▶ _Work instruction_:
Some lines of these records may hold the word "enabled"; state how many, using only the number.

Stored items

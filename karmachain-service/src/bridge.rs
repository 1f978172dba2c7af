// Copyright 2025 KarmaChain (https://github.com/karmachain)
//
// This program is free software: you can redistribute it and/or modify
// it under the terms of the GNU Affero General Public License as published by
// the Free Software Foundation, either version 3 of the License, or
// (at your option) any later version.
//
// This program is distributed in the hope that it will be useful,
// but WITHOUT ANY WARRANTY; without even the implied warranty of
// MERCHANTABILITY or FITNESS FOR A PARTICULAR PURPOSE. See the
// GNU Affero General Public License for more details.
//
// You should have received a copy of the GNU Affero General Public License
// along with this program. If not, see <https://www.gnu.org/licenses/>.

//! InsightFlow signal bridge
//!
//! Forwards karmic feedback signals to an external InsightFlow endpoint.
//! Delivery is best-effort with bounded retries; a failed or disabled
//! bridge is reported to the caller, never escalated to a panic or a
//! service error, because signal forwarding sits outside the karmic
//! source of truth.

use crate::api::KarmicSignal;
use chrono::Utc;
use karmachain_core::config::BridgeConfig;
use serde::{Deserialize, Serialize};
use std::time::Duration;
use tracing::{debug, warn};
use uuid::Uuid;

/// Outcome of one forward attempt sequence.
#[derive(Debug, Clone, PartialEq, Serialize, Deserialize)]
#[serde(tag = "outcome", rename_all = "snake_case")]
pub enum BridgeReport {
    Delivered {
        transmission_id: Uuid,
        attempts: u32,
    },
    /// Bridge disabled by configuration; nothing was sent
    Skipped,
    Failed {
        transmission_id: Uuid,
        attempts: u32,
        last_error: String,
    },
}

/// Current bridge configuration and reachability.
#[derive(Debug, Clone, Serialize, Deserialize)]
pub struct BridgeHealth {
    pub enabled: bool,
    pub endpoint: String,
    pub reachable: bool,
}

#[derive(Serialize)]
struct Transmission<'a> {
    transmission_id: Uuid,
    sent_at: chrono::DateTime<Utc>,
    signal: &'a KarmicSignal,
}

pub struct SignalBridge {
    config: BridgeConfig,
    client: reqwest::Client,
}

impl SignalBridge {
    pub fn new(config: BridgeConfig) -> Self {
        let client = reqwest::Client::builder()
            .timeout(Duration::from_secs(config.timeout_secs))
            .build()
            .unwrap_or_default();
        Self { config, client }
    }

    pub fn config(&self) -> &BridgeConfig {
        &self.config
    }

    /// Forward one signal, retrying up to the configured attempt count.
    pub async fn forward(&self, signal: &KarmicSignal) -> BridgeReport {
        if !self.config.enabled {
            debug!(user_id = %signal.user_id, "bridge disabled, skipping signal");
            return BridgeReport::Skipped;
        }

        let transmission_id = Uuid::new_v4();
        let mut last_error = String::new();

        for attempt in 1..=self.config.retry_attempts {
            let body = Transmission {
                transmission_id,
                sent_at: Utc::now(),
                signal,
            };

            match self
                .client
                .post(&self.config.endpoint)
                .json(&body)
                .send()
                .await
            {
                Ok(resp) if resp.status().is_success() => {
                    debug!(
                        %transmission_id,
                        attempt,
                        user_id = %signal.user_id,
                        "signal delivered"
                    );
                    return BridgeReport::Delivered {
                        transmission_id,
                        attempts: attempt,
                    };
                }
                Ok(resp) => {
                    last_error = format!("endpoint returned {}", resp.status());
                }
                Err(e) => {
                    last_error = e.to_string();
                }
            }

            if attempt < self.config.retry_attempts {
                tokio::time::sleep(Duration::from_millis(250 * u64::from(attempt))).await;
            }
        }

        warn!(
            %transmission_id,
            attempts = self.config.retry_attempts,
            error = %last_error,
            "signal delivery failed"
        );
        BridgeReport::Failed {
            transmission_id,
            attempts: self.config.retry_attempts,
            last_error,
        }
    }

    /// Forward a batch of signals in order, one report per signal.
    ///
    /// Each signal gets its own transmission and retry budget; one failed
    /// delivery does not stop the rest of the batch.
    pub async fn forward_batch(&self, signals: &[KarmicSignal]) -> Vec<BridgeReport> {
        let mut reports = Vec::with_capacity(signals.len());
        for signal in signals {
            reports.push(self.forward(signal).await);
        }
        reports
    }

    /// Reachability probe against the configured endpoint.
    pub async fn health(&self) -> BridgeHealth {
        let reachable = if self.config.enabled {
            self.client
                .get(&self.config.endpoint)
                .send()
                .await
                .is_ok()
        } else {
            false
        };

        BridgeHealth {
            enabled: self.config.enabled,
            endpoint: self.config.endpoint.clone(),
            reachable,
        }
    }
}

▶ _Solution_:
4